News of a potential remarriage of tobacco giants Altria and Philip Morris was met with a mixed response this week, as the very rationale for the mega-merger could also be the most significant threat to its success.
After splitting 11 years ago, Altria and Philip Morris confirmed on Tuesday talks were underway over a $200bn (£164bn) all-share merger that would be the largest ever consumer sector deal.
The landscape for tobacco firms has radically changed since the pair parted ways to stop litigants in the US claiming damages based on global sales - with Philip Morris splitting to focus on international markets and Altria keeping the US business.

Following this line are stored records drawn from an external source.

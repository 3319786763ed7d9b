//! Wire types for the inventory REST API.
//!
//! The service speaks snake_case JSON, so no `rename_all` is needed. Unknown
//! fields are ignored unless a type explicitly captures them.

use serde::{Deserialize, Serialize};
use serde_json::{Map, Value};

// ── Pagination ───────────────────────────────────────────────────────

/// Generic pagination wrapper returned by list and lookup endpoints.
#[derive(Debug, Clone, PartialEq, Serialize, Deserialize)]
pub struct Page<T> {
    #[serde(default = "first_page")]
    pub page: u32,
    #[serde(default)]
    pub count: u32,
    #[serde(default)]
    pub total_pages: u32,
    #[serde(default)]
    pub total_count: u64,
    #[serde(default = "Vec::new")]
    pub data: Vec<T>,
}

fn first_page() -> u32 {
    1
}

// ── Location tree ────────────────────────────────────────────────────

/// One node of `GET /locations/tree`.
///
/// `type` is one of `Global`, `Location`, `Site`, `Building`, `Floor`
/// (casing varies between service releases).
#[derive(Debug, Clone, PartialEq, Serialize, Deserialize)]
pub struct TreeNodeResponse {
    pub id: i64,
    pub name: String,
    #[serde(rename = "type")]
    pub node_type: String,
    #[serde(default)]
    pub parent_id: Option<i64>,
}

/// Location-group (site group) create payload for `POST /locations`.
#[derive(Debug, Clone, PartialEq, Serialize, Deserialize)]
pub struct LocationCreate {
    pub parent_id: i64,
    pub name: String,
}

/// Minimal response returned by every create endpoint.
#[derive(Debug, Clone, PartialEq, Serialize, Deserialize)]
pub struct CreatedResponse {
    pub id: i64,
    #[serde(default)]
    pub name: Option<String>,
}

// ── Sites ────────────────────────────────────────────────────────────

/// Site record from `GET /locations/site?name=`.
///
/// Everything the client does not model lives in `other`, so an update can
/// send the record back unchanged apart from the fields it means to touch.
#[derive(Debug, Clone, PartialEq, Serialize, Deserialize)]
pub struct SiteResponse {
    pub id: i64,
    pub name: String,
    #[serde(default)]
    pub parent_id: Option<i64>,
    #[serde(default)]
    pub country_code: Option<u32>,
    #[serde(flatten)]
    pub other: Map<String, Value>,
}

/// Server-managed site fields that `PUT /locations/site/{id}` rejects.
pub const SITE_READ_ONLY_FIELDS: &[&str] = &[
    "create_time",
    "update_time",
    "org_id",
    "unique_name",
    "type",
    "id",
    "address",
];

/// Site create payload for `POST /locations/site`.
#[derive(Debug, Clone, PartialEq, Serialize, Deserialize)]
pub struct SiteCreate {
    pub parent_id: i64,
    pub name: String,
    pub country_code: u32,
}

// ── Buildings ────────────────────────────────────────────────────────

/// Building record from `GET /locations/building?name=`.
#[derive(Debug, Clone, PartialEq, Serialize, Deserialize)]
pub struct BuildingResponse {
    pub id: i64,
    pub name: String,
    #[serde(default)]
    pub parent_id: Option<i64>,
}

/// Postal address attached to a building.
#[derive(Debug, Clone, PartialEq, Eq, Serialize, Deserialize)]
pub struct AddressPayload {
    pub address: String,
    pub city: String,
    pub state: String,
    pub postal_code: String,
}

/// Building create payload for `POST /locations/building`.
#[derive(Debug, Clone, PartialEq, Serialize, Deserialize)]
pub struct BuildingCreate {
    pub parent_id: i64,
    pub name: String,
    pub address: AddressPayload,
}

// ── Floors ───────────────────────────────────────────────────────────

/// Floor record from `GET /locations/floor?name=`.
#[derive(Debug, Clone, PartialEq, Serialize, Deserialize)]
pub struct FloorResponse {
    pub id: i64,
    pub name: String,
    #[serde(default)]
    pub parent_id: Option<i64>,
}

/// Floor create payload for `POST /locations/floor`.
#[derive(Debug, Clone, PartialEq, Serialize, Deserialize)]
pub struct FloorCreate {
    pub parent_id: i64,
    pub name: String,
    pub db_attenuation: f64,
    pub environment: String,
    pub installation_height: u32,
    pub map_size_width: u32,
    pub map_size_height: u32,
    pub map_name: String,
    pub measurement_unit: String,
}

// ── Devices ──────────────────────────────────────────────────────────

/// Device record from `GET /devices`.
#[derive(Debug, Clone, PartialEq, Serialize, Deserialize)]
pub struct DeviceResponse {
    pub id: i64,
    #[serde(default)]
    pub hostname: Option<String>,
    #[serde(default)]
    pub mac_address: Option<String>,
    #[serde(default)]
    pub serial_number: Option<String>,
    #[serde(default)]
    pub location_id: Option<i64>,
}

/// Cloud config group from `GET /ccgs`.
#[derive(Debug, Clone, PartialEq, Serialize, Deserialize)]
pub struct DeviceGroupResponse {
    pub id: i64,
    pub name: String,
    #[serde(default)]
    pub device_ids: Option<Vec<i64>>,
}

/// Placement of a device on a floor map.
#[derive(Debug, Clone, PartialEq, Serialize, Deserialize)]
pub struct DeviceLocationPayload {
    pub location_id: i64,
    pub x: f64,
    pub y: f64,
    pub latitude: f64,
    pub longitude: f64,
}

/// Device id list wrapper used by bulk device actions.
#[derive(Debug, Clone, PartialEq, Eq, Serialize, Deserialize)]
pub struct DeviceIds {
    pub ids: Vec<i64>,
}

/// Body of `POST /devices/location/:assign`.
#[derive(Debug, Clone, PartialEq, Serialize, Deserialize)]
pub struct BulkLocationAssign {
    pub devices: DeviceIds,
    pub device_location: DeviceLocationPayload,
}
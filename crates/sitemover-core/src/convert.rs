// ── Wire ↔ domain conversions ──
//
// Each `From` impl maps one `sitemover_api::types` shape onto the model the
// engine works with. Anything that can fail (MAC parsing) degrades to `None`
// rather than rejecting the whole response.

use sitemover_api::types::{
    AddressPayload, DeviceGroupResponse, DeviceLocationPayload, DeviceResponse, FloorCreate,
    TreeNodeResponse,
};

use crate::model::{
    Address, DeviceGroup, DeviceLocation, FloorSettings, MacAddress, RemoteDevice, RemoteId,
    RemoteNode, RemoteNodeType,
};

impl From<TreeNodeResponse> for RemoteNode {
    fn from(node: TreeNodeResponse) -> Self {
        Self {
            id: RemoteId(node.id),
            node_type: RemoteNodeType::from_wire(&node.node_type),
            name: node.name,
            parent_id: node.parent_id.map(RemoteId),
        }
    }
}

impl From<DeviceResponse> for RemoteDevice {
    fn from(device: DeviceResponse) -> Self {
        Self {
            id: RemoteId(device.id),
            mac: device
                .mac_address
                .as_deref()
                .and_then(|raw| MacAddress::parse(raw).ok()),
            hostname: device.hostname,
        }
    }
}

impl From<DeviceGroupResponse> for DeviceGroup {
    fn from(group: DeviceGroupResponse) -> Self {
        Self {
            id: RemoteId(group.id),
            name: group.name,
            device_ids: group
                .device_ids
                .unwrap_or_default()
                .into_iter()
                .map(RemoteId)
                .collect(),
        }
    }
}

impl From<&Address> for AddressPayload {
    fn from(address: &Address) -> Self {
        Self {
            address: address.address.clone(),
            city: address.city.clone(),
            state: address.state.clone(),
            postal_code: address.postal_code.clone(),
        }
    }
}

impl From<&DeviceLocation> for DeviceLocationPayload {
    fn from(location: &DeviceLocation) -> Self {
        Self {
            location_id: location.floor_id.get(),
            x: location.x,
            y: location.y,
            latitude: location.latitude,
            longitude: location.longitude,
        }
    }
}

/// Floor create payload for `name` under `parent`.
pub fn floor_create(parent: RemoteId, name: &str, settings: &FloorSettings) -> FloorCreate {
    FloorCreate {
        parent_id: parent.get(),
        name: name.to_owned(),
        db_attenuation: settings.db_attenuation,
        environment: settings.environment.clone(),
        installation_height: settings.installation_height,
        map_size_width: settings.map_width,
        map_size_height: settings.map_height,
        map_name: settings.map_name.clone(),
        measurement_unit: settings.measurement_unit.clone(),
    }
}
#[tokio::test]
async fn declined_rename_skips_dependants_only() {
    let inventory = Inventory::new();
    inventory.add(RemoteNodeType::SiteGroup, "Taken", GLOBAL_ID, None);

    let snapshot: Snapshot = serde_json::from_value(json!({
        "domains": [
            { "name": "A", "location_tree": ["Taken"], "floors": ["F1"] },
            { "name": "B", "location_tree": ["Free"], "floors": ["F1"] }
        ],
        "aps": [
            { "name": "a1", "mac": "00:00:00:00:00:01", "domain": "A" },
            { "name": "b1", "mac": "00:00:00:00:00:02", "domain": "B" }
        ]
    }))
    .unwrap();

    let settings = RunSettings::default();
    let mut resolver = Declining;
    let plan = prepare(snapshot, &settings, &mut resolver).unwrap();
    let summary = execute(&inventory, &mut resolver, plan, &settings, |_| {})
        .await
        .unwrap();

    assert_eq!(summary.provision.failed(EntityKind::Site), 1);
    assert_eq!(summary.provision.skipped(EntityKind::Floor), 1);
    assert_eq!(summary.provision.created(EntityKind::Building), 1);
    assert_eq!(summary.aps_without_floor, 1);
}

#[tokio::test]
async fn transient_failures_are_retried() {
    let inventory = Inventory::new();
    inventory.state.borrow_mut().flaky_tree = 3;
    run(&inventory, snapshot(&["US"], 1), &RunSettings::default())
        .await
        .unwrap();

    let inventory = Inventory::new();
    inventory.state.borrow_mut().flaky_tree = 4;
    let err = run(&inventory, snapshot(&["US"], 1), &RunSettings::default())
        .await
        .unwrap_err();
    assert!(matches!(err, CoreError::RetriesExhausted { attempts: 4, .. }));
    assert!(inventory.creates().is_empty());
}

// ── Placement ───────────────────────────────────────────────────────

#[tokio::test]
async fn grid_wraps_to_next_page_at_ap_122() {
    let inventory = Inventory::new();
    enroll(&inventory, 122);

    let summary = run(&inventory, snapshot(&["US"], 122), &RunSettings::default())
        .await
        .unwrap();
    assert_eq!(summary.devices_moved, 122);

    let placements: Vec<_> = inventory
        .calls()
        .into_iter()
        .filter_map(|c| match c {
            Call::Assign(id, location) => Some((id, location)),
            _ => None,
        })
        .collect();
    let (_, first) = placements[0];
    let (_, last) = placements[121];
    assert!(first.x.abs() < f64::EPSILON && first.y.abs() < f64::EPSILON);
    assert!((last.x - 3.0).abs() < f64::EPSILON && last.y.abs() < f64::EPSILON);
    assert_eq!(last.floor_id, first.floor_id);
}

#[tokio::test]
async fn unknown_macs_are_reported_not_fatal() {
    let inventory = Inventory::new();
    enroll(&inventory, 140);

    let summary = run(&inventory, snapshot(&["US"], 150), &RunSettings::default())
        .await
        .unwrap();

    let lookups: Vec<_> = inventory
        .calls()
        .into_iter()
        .filter(|c| matches!(c, Call::MacLookup(_)))
        .collect();
    assert_eq!(lookups, vec![Call::MacLookup(100), Call::MacLookup(50)]);
    assert_eq!(summary.devices_moved, 140);
    assert_eq!(summary.devices_eligible, 140);
    assert_eq!(summary.unresolved_macs.len(), 10);
    assert_eq!(summary.unresolved_macs[0], mac(140));
}
// Device endpoints: unplaced inventory, config groups, MAC lookup, placement.

use crate::Error;
use crate::client::InventoryClient;
use crate::types::{
    BulkLocationAssign, DeviceGroupResponse, DeviceLocationPayload, DeviceResponse, Page,
};

impl InventoryClient {
    /// One page of devices that have no location assigned.
    pub async fn list_unplaced_devices(
        &self,
        page: u32,
        limit: u32,
    ) -> Result<Page<DeviceResponse>, Error> {
        self.get_with_params(
            "devices",
            &[
                ("page", page.to_string()),
                ("limit", limit.to_string()),
                ("nullField", "LOCATION_ID".to_owned()),
            ],
        )
        .await
    }

    /// One page of cloud config groups.
    pub async fn list_device_groups(
        &self,
        page: u32,
        limit: u32,
    ) -> Result<Page<DeviceGroupResponse>, Error> {
        self.get_with_params(
            "ccgs",
            &[("page", page.to_string()), ("limit", limit.to_string())],
        )
        .await
    }

    /// Look up devices by MAC address in one request.
    ///
    /// MACs are sent as repeated `macAddresses` parameters; the page is sized
    /// to the batch so all matches come back at once.
    pub async fn find_devices_by_mac(&self, macs: &[String]) -> Result<Vec<DeviceResponse>, Error> {
        let mut params = vec![
            ("page", "1".to_owned()),
            ("limit", macs.len().max(1).to_string()),
        ];
        params.extend(macs.iter().map(|mac| ("macAddresses", mac.clone())));

        let page: Page<DeviceResponse> = self.get_with_params("devices", &params).await?;
        Ok(page.data)
    }

    /// Place one device on a floor.
    pub async fn assign_device_location(
        &self,
        device_id: i64,
        location: &DeviceLocationPayload,
    ) -> Result<(), Error> {
        self.put_no_response(&format!("devices/{device_id}/location"), location)
            .await
    }

    /// Place many devices on the same floor location.
    pub async fn assign_devices_location(&self, body: &BulkLocationAssign) -> Result<(), Error> {
        self.post_no_response("devices/location/:assign", body).await
    }
}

Now, with cigarette sales in deep structural decline, particularly in western markets, the pair are exploring renewing vows to capitalise on the rapid growth of tobacco alternatives. Both companies have a strong hand in smoke-free products - Altria with a 35% stake in US-based vaping sensation Juul, and Philip Morris with its ‘heat-not-burn’ Iqos, which is dominant in Japan.
The rationale for the re-merger is simple: joining forces gives the pair a stronger platform to push their tobacco alternative globally and pool resources to develop and market new technologies together, rather than cannibalising each other’s growth prospects.
SocGen analysts explained: “PMI must make Iqos work in the large US market… [while] Altria’s interest in Juul, the clear US market leader creates a more powerful international platform for that brand’s rollout.”
However, the practicalities may be more complex. Bernstein explains Philip Morris has little to gain by pushing Juul - a brand in which Altria only holds a minority stake - globally, while Altria’s investment in Juul also contains non-compete clauses that would apply to PMI internationally.
A re-merger also exposes Philip Morris back to US regulatory risk - a threat that is growing rapidly as regulators in Washington recently warned teenage vaping has become an “epidemic” and a ban on sales of flavoured tobacco for e-cigarettes is being actively discussed. Analysts at Stifel warned: “While US litigation risk was sufficient to break these companies apart back in 2008, US regulatory risk is on the same plane, in our view.”
There is also some investor disgruntlement over the terms of the prospective deal, which would not offer Altria shareholders a takeover premium and would dilute the trading premium for Philip Morris because of increased US exposure.
Around $13bn was wiped from the value of the respective companies as news of the merger talks were confirmed, with Altria closing 4% down on Tuesday at $45.25 and PMI dropping 7.8% to $71.70. The shares edged up to $45.38 and $73.91 respectively at the time of going to press.